++++ Data to process ++++
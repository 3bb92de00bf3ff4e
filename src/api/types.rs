use serde::{Deserialize, Serialize};

use crate::device::DeviceInfo;

#[derive(Debug, Clone, Deserialize)]
pub struct ChatRequest {
    #[serde(default)]
    pub message: String,
}

#[derive(Debug, Clone, Serialize)]
pub struct ChatResponse {
    pub success: bool,
    pub response: String,
    pub model: String,
    pub device: String,
}

#[derive(Debug, Clone, Serialize)]
pub struct StatusResponse {
    pub model_loaded: bool,
    pub loading_status: String,
    pub model_name: String,
    pub device_info: DeviceInfo,
    pub status: &'static str,
}

#[derive(Debug, Clone, Serialize)]
pub struct DebugResponse {
    pub server_version: &'static str,
    pub model_loaded: bool,
    pub loading_status: String,
    pub device: String,
    pub memory_used_percent: f32,
    pub cpu_count: usize,
    pub uptime_seconds: u64,
}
++++
Report each line in the entries where the string "DeviceInfo" occurs.

Problem solution:
use crate::device::DeviceInfo;
    pub device_info: DeviceInfo,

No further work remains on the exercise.